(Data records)
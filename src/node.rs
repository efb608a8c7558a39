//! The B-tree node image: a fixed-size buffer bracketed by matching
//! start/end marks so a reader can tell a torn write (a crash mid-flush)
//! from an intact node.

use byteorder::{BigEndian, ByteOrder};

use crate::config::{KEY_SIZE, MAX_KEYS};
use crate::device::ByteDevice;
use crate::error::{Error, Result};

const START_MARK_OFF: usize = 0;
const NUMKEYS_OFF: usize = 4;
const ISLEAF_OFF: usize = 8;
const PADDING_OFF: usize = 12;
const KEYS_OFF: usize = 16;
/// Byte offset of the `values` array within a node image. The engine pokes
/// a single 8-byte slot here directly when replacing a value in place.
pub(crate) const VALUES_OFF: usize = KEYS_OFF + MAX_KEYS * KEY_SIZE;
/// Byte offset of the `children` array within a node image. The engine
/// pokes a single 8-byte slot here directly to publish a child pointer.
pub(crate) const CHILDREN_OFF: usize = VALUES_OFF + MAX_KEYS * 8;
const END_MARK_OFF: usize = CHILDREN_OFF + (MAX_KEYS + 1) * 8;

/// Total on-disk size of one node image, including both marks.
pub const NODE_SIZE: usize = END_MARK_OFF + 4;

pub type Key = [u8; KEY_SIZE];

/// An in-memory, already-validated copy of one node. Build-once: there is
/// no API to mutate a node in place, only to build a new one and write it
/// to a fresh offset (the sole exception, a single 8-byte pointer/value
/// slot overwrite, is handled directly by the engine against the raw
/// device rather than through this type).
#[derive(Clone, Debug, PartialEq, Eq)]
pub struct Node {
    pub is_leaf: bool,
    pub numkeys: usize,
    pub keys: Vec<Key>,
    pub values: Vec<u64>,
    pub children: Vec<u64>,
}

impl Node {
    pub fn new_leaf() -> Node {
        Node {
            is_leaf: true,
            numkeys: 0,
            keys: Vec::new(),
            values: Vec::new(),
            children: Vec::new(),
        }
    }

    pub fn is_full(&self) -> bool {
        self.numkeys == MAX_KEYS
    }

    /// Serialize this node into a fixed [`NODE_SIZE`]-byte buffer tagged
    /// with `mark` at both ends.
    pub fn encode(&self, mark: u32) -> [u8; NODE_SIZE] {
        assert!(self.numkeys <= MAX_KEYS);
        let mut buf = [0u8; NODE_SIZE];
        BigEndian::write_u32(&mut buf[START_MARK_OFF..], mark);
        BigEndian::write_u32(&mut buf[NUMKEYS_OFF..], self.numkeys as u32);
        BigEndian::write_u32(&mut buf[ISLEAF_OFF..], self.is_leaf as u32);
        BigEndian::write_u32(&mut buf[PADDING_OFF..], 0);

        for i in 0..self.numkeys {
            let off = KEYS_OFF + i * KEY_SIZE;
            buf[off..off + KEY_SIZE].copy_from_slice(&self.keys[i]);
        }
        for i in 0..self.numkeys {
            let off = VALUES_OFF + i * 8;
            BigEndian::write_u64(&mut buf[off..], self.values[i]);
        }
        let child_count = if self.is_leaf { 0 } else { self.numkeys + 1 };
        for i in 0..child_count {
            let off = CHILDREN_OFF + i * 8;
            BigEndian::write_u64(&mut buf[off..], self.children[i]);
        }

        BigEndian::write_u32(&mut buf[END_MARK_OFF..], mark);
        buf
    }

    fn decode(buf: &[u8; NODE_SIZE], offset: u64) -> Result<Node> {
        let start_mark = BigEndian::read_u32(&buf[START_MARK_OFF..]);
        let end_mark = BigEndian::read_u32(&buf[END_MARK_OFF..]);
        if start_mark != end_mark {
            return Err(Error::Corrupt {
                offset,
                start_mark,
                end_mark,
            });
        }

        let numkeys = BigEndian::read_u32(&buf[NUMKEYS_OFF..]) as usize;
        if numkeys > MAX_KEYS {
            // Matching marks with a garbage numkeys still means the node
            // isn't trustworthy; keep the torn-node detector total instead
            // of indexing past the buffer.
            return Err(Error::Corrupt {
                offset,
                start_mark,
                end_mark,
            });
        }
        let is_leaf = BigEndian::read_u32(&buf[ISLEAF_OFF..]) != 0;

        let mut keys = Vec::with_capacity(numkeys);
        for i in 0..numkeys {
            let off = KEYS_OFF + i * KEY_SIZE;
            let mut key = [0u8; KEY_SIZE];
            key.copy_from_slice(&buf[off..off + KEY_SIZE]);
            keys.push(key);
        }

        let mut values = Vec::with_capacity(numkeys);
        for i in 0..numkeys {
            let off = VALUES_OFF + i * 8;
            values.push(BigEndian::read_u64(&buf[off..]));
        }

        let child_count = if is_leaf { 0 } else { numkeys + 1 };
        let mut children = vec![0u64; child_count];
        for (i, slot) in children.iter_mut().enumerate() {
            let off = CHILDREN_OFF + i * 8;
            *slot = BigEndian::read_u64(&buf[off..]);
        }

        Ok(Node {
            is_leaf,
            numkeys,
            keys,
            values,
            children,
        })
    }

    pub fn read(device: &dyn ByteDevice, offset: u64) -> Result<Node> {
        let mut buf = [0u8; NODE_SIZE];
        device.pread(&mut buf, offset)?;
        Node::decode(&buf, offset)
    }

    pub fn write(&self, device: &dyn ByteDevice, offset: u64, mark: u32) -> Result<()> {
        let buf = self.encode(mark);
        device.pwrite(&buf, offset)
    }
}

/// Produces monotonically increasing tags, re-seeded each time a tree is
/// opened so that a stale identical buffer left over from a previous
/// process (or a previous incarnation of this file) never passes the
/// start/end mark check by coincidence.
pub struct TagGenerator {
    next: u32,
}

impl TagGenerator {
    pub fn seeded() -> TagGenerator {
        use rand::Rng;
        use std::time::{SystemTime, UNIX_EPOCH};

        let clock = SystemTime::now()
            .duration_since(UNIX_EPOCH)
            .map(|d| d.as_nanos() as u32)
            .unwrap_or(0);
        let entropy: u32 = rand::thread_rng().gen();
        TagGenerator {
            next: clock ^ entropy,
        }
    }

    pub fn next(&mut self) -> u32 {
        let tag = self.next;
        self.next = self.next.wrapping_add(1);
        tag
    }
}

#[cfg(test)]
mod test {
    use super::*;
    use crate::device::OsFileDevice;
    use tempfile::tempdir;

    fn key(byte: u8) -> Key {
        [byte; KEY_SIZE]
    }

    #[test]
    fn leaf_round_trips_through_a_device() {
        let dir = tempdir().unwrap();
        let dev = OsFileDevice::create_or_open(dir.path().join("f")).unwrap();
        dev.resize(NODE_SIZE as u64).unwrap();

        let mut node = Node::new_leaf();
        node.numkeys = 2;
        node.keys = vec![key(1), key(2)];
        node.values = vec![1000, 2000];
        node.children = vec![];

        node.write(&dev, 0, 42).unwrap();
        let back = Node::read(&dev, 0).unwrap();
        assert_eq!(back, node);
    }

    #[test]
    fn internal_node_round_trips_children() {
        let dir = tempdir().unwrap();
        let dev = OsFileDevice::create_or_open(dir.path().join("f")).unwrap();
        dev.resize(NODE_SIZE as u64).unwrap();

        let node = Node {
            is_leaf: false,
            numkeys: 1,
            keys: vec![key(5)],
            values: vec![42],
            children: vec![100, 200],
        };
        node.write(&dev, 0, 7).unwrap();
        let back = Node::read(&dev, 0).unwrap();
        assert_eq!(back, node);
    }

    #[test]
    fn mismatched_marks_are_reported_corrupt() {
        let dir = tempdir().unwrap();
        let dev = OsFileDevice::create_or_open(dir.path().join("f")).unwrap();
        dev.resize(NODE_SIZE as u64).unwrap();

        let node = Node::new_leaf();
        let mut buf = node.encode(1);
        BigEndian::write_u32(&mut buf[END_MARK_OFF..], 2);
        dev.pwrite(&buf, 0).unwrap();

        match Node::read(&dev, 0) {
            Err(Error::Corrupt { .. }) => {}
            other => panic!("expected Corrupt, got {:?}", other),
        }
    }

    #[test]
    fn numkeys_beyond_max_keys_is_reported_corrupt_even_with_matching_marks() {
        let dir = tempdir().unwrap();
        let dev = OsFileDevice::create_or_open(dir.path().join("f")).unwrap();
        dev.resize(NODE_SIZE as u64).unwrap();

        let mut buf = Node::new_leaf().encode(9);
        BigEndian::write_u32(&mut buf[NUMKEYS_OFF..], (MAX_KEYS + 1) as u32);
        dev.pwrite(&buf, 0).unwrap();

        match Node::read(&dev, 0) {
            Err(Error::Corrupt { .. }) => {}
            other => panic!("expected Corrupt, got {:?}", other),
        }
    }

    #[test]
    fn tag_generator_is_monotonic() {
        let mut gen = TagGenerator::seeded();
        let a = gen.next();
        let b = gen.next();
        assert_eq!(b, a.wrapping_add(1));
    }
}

Your objective: Select and copy every line from the records that includes the word "torn".

Expected answer:
//! start/end marks so a reader can tell a torn write (a crash mid-flush)
            // isn't trustworthy; keep the torn-node detector total instead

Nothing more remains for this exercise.